The discussion between batch and streaming has been ongoing for ages, and the consensus has always been that streaming is the way forward. However, lately a lot of the trends in the data space have even further advanced this comparison in favor of streaming. In this blog post we’re going to talk about what these trends are and why streaming is relevant to enable them.
Why are data teams moving towards streaming?
The data teams that have had the privilege of re-thinking their data stack in recent years have typically opted for a stack that is built around streaming, and stream processing. This comes as no surprise when you consider the benefits of setting up streaming pipelines compared to batch. Batch ingestion jobs come with a lower upfront cost as they are easier to set up, but anyone who has stayed around long enough will understand the complications introduced by batch ingestion, for example late arriving dimensions (data being out of sync) and having to make sacrifices in downstream applications due to data delay. Setting up a streaming ingestion pipeline requires more upfront investment, but the main benefits can be grouped into:
- Data timeliness, applications built on top of the data warehouse don’t need to wait hours for the data to arrive.
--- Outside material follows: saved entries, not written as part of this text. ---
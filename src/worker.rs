//! Active-object scaffolding shared by every pipeline worker.
//!
//! A worker is a dedicated thread that owns one [`Mailbox`] and runs a
//! blocking receive/dispatch loop. All private state lives inside the
//! [`ActiveObject`] implementation and is only ever touched on the worker's
//! own thread; public front-end methods do nothing but build a message and
//! enqueue it. The one sanctioned exception is a state getter behind its
//! own lock, documented wherever a worker provides one.
//!
//! Exit protocol: a distinguished exit message is the last message a worker
//! processes. Its handler returns [`Flow::Exit`], the loop returns, and the
//! owning code joins the thread. Sending to a joined worker is a usage
//! error - the message sits in the mailbox and is reported when the mailbox
//! is destroyed.

use crate::error::PipelineError;
use crate::mailbox::{MailMessage, Mailbox, RecvTimeout};
use anyhow::{Context, Result};
use log::*;
use std::sync::Arc;
use std::thread::{self, JoinHandle};
use std::time::Duration;

/// Loop directive returned by a message handler.
#[derive(Debug, Clone, Copy, PartialEq, Eq)]
pub enum Flow {
    Continue,
    /// Stop the dispatch loop after this message.
    Exit,
}

/// One pipeline stage: private state plus a dispatch function.
///
/// Handler errors are logged by the loop and never stop it; a stage that
/// cannot make progress reports per-message failures, it does not tear the
/// pipeline down.
pub trait ActiveObject: Send {
    type Msg: MailMessage + 'static;

    /// Dispatch one message on the worker thread.
    fn on_message(&mut self, msg: Self::Msg) -> Result<Flow, PipelineError>;

    /// If `Some`, the loop uses a timed receive and calls [`on_idle`]
    /// whenever the wait elapses. Timeouts are "no work", never errors.
    ///
    /// [`on_idle`]: ActiveObject::on_idle
    fn idle_timeout(&self) -> Option<Duration> {
        None
    }

    /// Called when a timed receive elapses without a message.
    fn on_idle(&mut self) -> Result<(), PipelineError> {
        Ok(())
    }
}

/// Owner-side handle to a spawned worker: the shared mailbox plus the
/// join handle for the exit protocol.
pub struct WorkerHandle<M: MailMessage> {
    name: &'static str,
    mailbox: Arc<Mailbox<M>>,
    thread: Option<JoinHandle<()>>,
}

impl<M: MailMessage + 'static> WorkerHandle<M> {
    pub fn mailbox(&self) -> &Arc<Mailbox<M>> {
        &self.mailbox
    }

    pub fn is_running(&self) -> bool {
        self.thread.is_some()
    }

    /// Join the worker thread. The caller must already have sent the
    /// worker's exit message, or this blocks forever.
    pub fn join(&mut self) {
        if let Some(handle) = self.thread.take() {
            if handle.join().is_err() {
                error!("{}: worker thread panicked", self.name);
            }
        }
    }
}

impl<M: MailMessage> Drop for WorkerHandle<M> {
    fn drop(&mut self) {
        if self.thread.is_some() {
            warn!(
                "{}: worker handle dropped without join; thread left running",
                self.name
            );
        }
    }
}

/// Spawn `actor` on a dedicated named thread draining `mailbox`.
pub fn spawn<A>(
    name: &'static str,
    mailbox: Arc<Mailbox<A::Msg>>,
    actor: A,
) -> Result<WorkerHandle<A::Msg>>
where
    A: ActiveObject + 'static,
{
    let loop_mailbox = mailbox.clone();
    let thread = thread::Builder::new()
        .name(name.to_string())
        .spawn(move || {
            info!("{}: worker thread started", name);
            run_loop(name, &loop_mailbox, actor);
            info!("{}: worker thread stopped", name);
        })
        .with_context(|| format!("failed to spawn {} worker thread", name))?;

    Ok(WorkerHandle {
        name,
        mailbox,
        thread: Some(thread),
    })
}

fn run_loop<A: ActiveObject>(name: &str, mailbox: &Mailbox<A::Msg>, mut actor: A) {
    loop {
        let msg = match actor.idle_timeout() {
            None => mailbox.recv(),
            Some(timeout) => match mailbox.recv_timeout(timeout) {
                Ok(msg) => msg,
                Err(RecvTimeout) => {
                    if let Err(e) = actor.on_idle() {
                        warn!("{}: idle handler failed: {}", name, e);
                    }
                    continue;
                }
            },
        };
        let kind = msg.kind();
        match actor.on_message(msg) {
            Ok(Flow::Continue) => {}
            Ok(Flow::Exit) => break,
            Err(e) => warn!("{}: handler for {:?} failed: {}", name, kind, e),
        }
    }
}

#[cfg(test)]
mod tests {
    use super::*;
    use std::sync::atomic::{AtomicUsize, Ordering};

    #[derive(Debug)]
    enum CounterMessage {
        Add(usize),
        Fail,
        Exit,
    }

    #[derive(Debug, Clone, Copy, PartialEq, Eq)]
    enum CounterKind {
        Add,
        Fail,
        Exit,
    }

    impl MailMessage for CounterMessage {
        type Kind = CounterKind;
        fn kind(&self) -> CounterKind {
            match self {
                CounterMessage::Add(_) => CounterKind::Add,
                CounterMessage::Fail => CounterKind::Fail,
                CounterMessage::Exit => CounterKind::Exit,
            }
        }
    }

    struct Counter {
        total: Arc<AtomicUsize>,
        idle_ticks: Arc<AtomicUsize>,
        idle: Option<Duration>,
    }

    impl ActiveObject for Counter {
        type Msg = CounterMessage;

        fn on_message(&mut self, msg: CounterMessage) -> Result<Flow, PipelineError> {
            match msg {
                CounterMessage::Add(n) => {
                    self.total.fetch_add(n, Ordering::SeqCst);
                    Ok(Flow::Continue)
                }
                CounterMessage::Fail => Err(PipelineError::InvalidState("told to fail")),
                CounterMessage::Exit => Ok(Flow::Exit),
            }
        }

        fn idle_timeout(&self) -> Option<Duration> {
            self.idle
        }

        fn on_idle(&mut self) -> Result<(), PipelineError> {
            self.idle_ticks.fetch_add(1, Ordering::SeqCst);
            Ok(())
        }
    }

    #[test]
    fn processes_messages_in_order_and_exits_on_exit_message() {
        let total = Arc::new(AtomicUsize::new(0));
        let mailbox = Arc::new(Mailbox::new("counter"));
        let mut handle = spawn(
            "counter",
            mailbox.clone(),
            Counter {
                total: total.clone(),
                idle_ticks: Arc::new(AtomicUsize::new(0)),
                idle: None,
            },
        )
        .unwrap();

        for n in 1..=5 {
            mailbox.send(CounterMessage::Add(n));
        }
        mailbox.send(CounterMessage::Exit);
        handle.join();

        assert_eq!(total.load(Ordering::SeqCst), 15);
        assert!(mailbox.is_empty());
    }

    #[test]
    fn handler_errors_do_not_stop_the_loop() {
        let total = Arc::new(AtomicUsize::new(0));
        let mailbox = Arc::new(Mailbox::new("counter"));
        let mut handle = spawn(
            "counter",
            mailbox.clone(),
            Counter {
                total: total.clone(),
                idle_ticks: Arc::new(AtomicUsize::new(0)),
                idle: None,
            },
        )
        .unwrap();

        mailbox.send(CounterMessage::Fail);
        mailbox.send(CounterMessage::Add(3));
        mailbox.send(CounterMessage::Exit);
        handle.join();

        assert_eq!(total.load(Ordering::SeqCst), 3);
    }

    #[test]
    fn idle_timeout_is_no_work_not_an_error() {
        let idle_ticks = Arc::new(AtomicUsize::new(0));
        let mailbox = Arc::new(Mailbox::new("counter"));
        let mut handle = spawn(
            "counter",
            mailbox.clone(),
            Counter {
                total: Arc::new(AtomicUsize::new(0)),
                idle_ticks: idle_ticks.clone(),
                idle: Some(Duration::from_millis(5)),
            },
        )
        .unwrap();

        while idle_ticks.load(Ordering::SeqCst) < 2 {
            thread::yield_now();
        }
        mailbox.send(CounterMessage::Exit);
        handle.join();
        assert!(idle_ticks.load(Ordering::SeqCst) >= 2);
    }

    // Messages processed after Exit would mutate state concurrently with
    // the joiner; the loop must treat exit as the final message.
    #[test]
    fn exit_is_the_last_message_processed() {
        let total = Arc::new(AtomicUsize::new(0));
        let mailbox = Arc::new(Mailbox::new("counter"));
        let mut handle = spawn(
            "counter",
            mailbox.clone(),
            Counter {
                total: total.clone(),
                idle_ticks: Arc::new(AtomicUsize::new(0)),
                idle: None,
            },
        )
        .unwrap();

        mailbox.send(CounterMessage::Exit);
        mailbox.send(CounterMessage::Add(100));
        handle.join();

        assert_eq!(total.load(Ordering::SeqCst), 0);
        // The straggler is still queued; the mailbox will report it.
        assert_eq!(mailbox.len(), 1);
        let _ = mailbox.remove_matching(CounterKind::Add);
    }
}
- Data quality and completeness, with the help of CDC (Change Data Capture) and stream processing data teams are able to control the completeness and quality of the data before it gets ingested.
- Cost savings, by aggregating and joining data before ingestion teams are typically able to save costs in storage and processing.
- Less operational overhead, data stacks built around stream processing do not need to worry about data being out of sync.
Data timeliness
Aside from traditional dashboarding & reporting, data teams are now also working with operational use-cases that directly affect the flow of business. A new trend in the data space is Reverse ETL, where data is sent from operational systems to the data warehouse, enriched in the data warehouse and then sent back to operational systems. An example of reverse ETL is marketing messaging where customer facing messaging is personalized based on calculated values such as CLTV (Customer lifetime value), customer segmentation and customer health score.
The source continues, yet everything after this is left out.